Trading in the Turkish steel and scrap markets has almost come to a halt given the sudden sharp depreciation of the Turkish lira against the US dollar following the detention of Istanbul mayor Ekrem Imamoğlu today. Imamoğlu was expected to be one of the main rivals of Turkey’s President Erdoğan in the next presidential election. Also, Imamoğlu’s university diploma was revoked yesterday, a move which in effect disqualifies him from running in the next election. The sharp volatility of the Turkish lira-US dollar exchange rate has created great uncertainty in the market. Trading at Istanbul’s stock exchange was closed twice in one hour as circuit breakers stepped in, Bloomberg reported. Turkey’s treasury and finance minister Mehmet Şimşek made an announcement assuring the markets that they are doing everything to make sure the markets continue operating in a healthy manner. Several sources in the steel markets reported that trading has almost stopped due to the difficulty in determining prices. “Turkish mills are not sure about the prices they should offer to the market. Under the current conditions, their sales on lira basis cannot be evaluated in US dollars. They cannot make any plans about selling or buying before the volatility softens,” a source commented. Another said that no new deep sea deals will be expected this week, adding, “Next week may also be silent. It is just before the holidays.” One other source said some small and medium-sized producers also have short dollar positions, stating, “People thought the Turkish lira-US dollar exchange rate closing the year at around 37-38 was a big possibility. The new developments in this regard will create hardship for some companies.” The Turkish lira depreciated from 36.69 against the dollar to 40.51 earlier today, before settling back at 38.02 at around 17:00 Istanbul time. SteelOrbis hears that Turkish mills are showing some interest in lower tonnages that are considered to be short sea, ex-Adriatic cargoes included.
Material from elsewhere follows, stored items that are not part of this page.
use serde::{Deserialize, Serialize};
use twostep_solvers::{Method, analysis::round6};

use crate::playback::Frame;

const EXACT_LABEL: &str = "Exact";

/// One named series of a chart.
#[derive(Debug, Clone, PartialEq, Serialize)]
pub struct Dataset {
    pub name: String,
    pub values: Vec<f64>,
}

impl Dataset {
    fn new(name: impl Into<String>, values: Vec<f64>) -> Self {
        Self {
            name: name.into(),
            values,
        }
    }
}

/// Labels for the x axis and the series plotted against them.
#[derive(Debug, Clone, PartialEq, Serialize)]
pub struct Chart {
    pub labels: Vec<f64>,
    pub datasets: Vec<Dataset>,
}

impl Chart {
    /// Returns the dataset with the given name.
    #[must_use]
    pub fn dataset(&self, name: &str) -> Option<&Dataset> {
        self.datasets.iter().find(|d| d.name == name)
    }

    /// Returns the dataset names in drawing order.
    #[must_use]
    pub fn names(&self) -> Vec<&str> {
        self.datasets.iter().map(|d| d.name.as_str()).collect()
    }
}

/// Which series are drawn.
#[derive(Debug, Clone, Copy, PartialEq, Eq, Serialize, Deserialize)]
#[serde(default)]
pub struct Visibility {
    pub exact: bool,
    pub euler: bool,
    pub midpoint: bool,
}

impl Default for Visibility {
    fn default() -> Self {
        Self {
            exact: true,
            euler: true,
            midpoint: true,
        }
    }
}

impl Visibility {
    /// Returns whether `method`'s series are drawn.
    #[must_use]
    pub fn shows(&self, method: Method) -> bool {
        match method {
            Method::Euler => self.euler,
            Method::Midpoint => self.midpoint,
        }
    }
}

/// Both charts for one frame.
#[derive(Debug, Clone, PartialEq, Serialize)]
pub struct Charts {
    pub trajectory: Chart,
    pub error: Option<Chart>,
}

impl Charts {
    /// Builds the charts for the revealed prefix of `frame`.
    #[must_use]
    pub fn from_frame(frame: &Frame<'_>, visibility: Visibility) -> Self {
        let labels: Vec<f64> = frame.times().iter().copied().map(round6).collect();

        let mut datasets = Vec::with_capacity(3);
        if let Some(exact) = frame.exact().filter(|_| visibility.exact) {
            datasets.push(Dataset::new(EXACT_LABEL, exact.to_vec()));
        }
        for method in Method::ALL.into_iter().filter(|m| visibility.shows(*m)) {
            datasets.push(Dataset::new(method.label(), frame.values(method).to_vec()));
        }

        let error = frame.exact().map(|_| Chart {
            labels: labels.clone(),
            datasets: Method::ALL
                .into_iter()
                .filter(|m| visibility.shows(*m))
                .filter_map(|m| {
                    let errors = frame.pointwise(m)?;
                    Some(Dataset::new(format!("Error {}", m.label()), errors))
                })
                .collect(),
        });

        Self {
            trajectory: Chart { labels, datasets },
            error,
        }
    }
}

#[cfg(test)]
mod tests {
    use super::*;

    use approx::assert_relative_eq;
    use twostep_core::InitialCondition;

    use crate::{
        comparison::{Comparison, compare},
        params::RunParams,
    };

    fn growth(with_exact: bool) -> Comparison {
        let exact = |t: f64, ic: InitialCondition| ic.y0 * (t - ic.t0).exp();
        let params = RunParams::new(0.0, 1.0, 1.0, 0.1, 0.1);
        compare(
            &|_t: f64, y: f64| y,
            with_exact.then_some(&exact),
            params,
        )
    }

    #[test]
    fn datasets_in_drawing_order() {
        let run = growth(true);
        let charts = Charts::from_frame(&Frame::full(&run), Visibility::default());

        assert_eq!(charts.trajectory.names(), ["Exact", "Euler", "RK2"]);
        let error = charts.error.expect("exact is known");
        assert_eq!(error.names(), ["Error Euler", "Error RK2"]);
        assert_eq!(error.labels, charts.trajectory.labels);
    }

    #[test]
    fn labels_are_rounded_times() {
        let run = growth(true);
        let charts = Charts::from_frame(&Frame::full(&run), Visibility::default());
        let labels = &charts.trajectory.labels;

        assert_eq!(labels.len(), 11);
        assert_eq!(labels[3], 0.3);
        assert_eq!(labels[10], 1.0);
    }

    #[test]
    fn prefix_frames_are_truncated() {
        let run = growth(true);
        let charts = Charts::from_frame(&Frame::new(&run, 3), Visibility::default());
        for dataset in &charts.trajectory.datasets {
            assert_eq!(dataset.values.len(), 3);
        }
        let error = charts.error.expect("exact is known");
        let euler = error.dataset("Error Euler").expect("visible");
        assert_eq!(euler.values[0], 0.0);
        assert_relative_eq!(euler.values[1], 0.1_f64.exp() - 1.1, epsilon = 1e-12);
    }

    #[test]
    fn no_exact_means_no_error_chart() {
        let run = growth(false);
        let charts = Charts::from_frame(&Frame::full(&run), Visibility::default());
        assert_eq!(charts.trajectory.names(), ["Euler", "RK2"]);
        assert!(charts.error.is_none());
    }

    #[test]
    fn hidden_series_are_omitted() {
        let run = growth(true);
        let visibility = Visibility {
            exact: false,
            euler: true,
            midpoint: false,
        };
        let charts = Charts::from_frame(&Frame::full(&run), visibility);
        assert_eq!(charts.trajectory.names(), ["Euler"]);
        assert_eq!(
            charts.error.map(|c| c.datasets.len()),
            Some(1),
        );
    }
}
However, market sources report that the availability of such cargoes is not high. “There is no way Turkey can feed itself with only short sea scrap. But Turkish mills can gain some time by buying those,” one player added. Due to the fluctuation of the lira, several Turkish mills have stopped accepting lira-based payments for their domestic rebar sales. Some other producers have decided to close their sales for now to evaluate the situation. Most mills offered rebar at $595/mt ex-works today.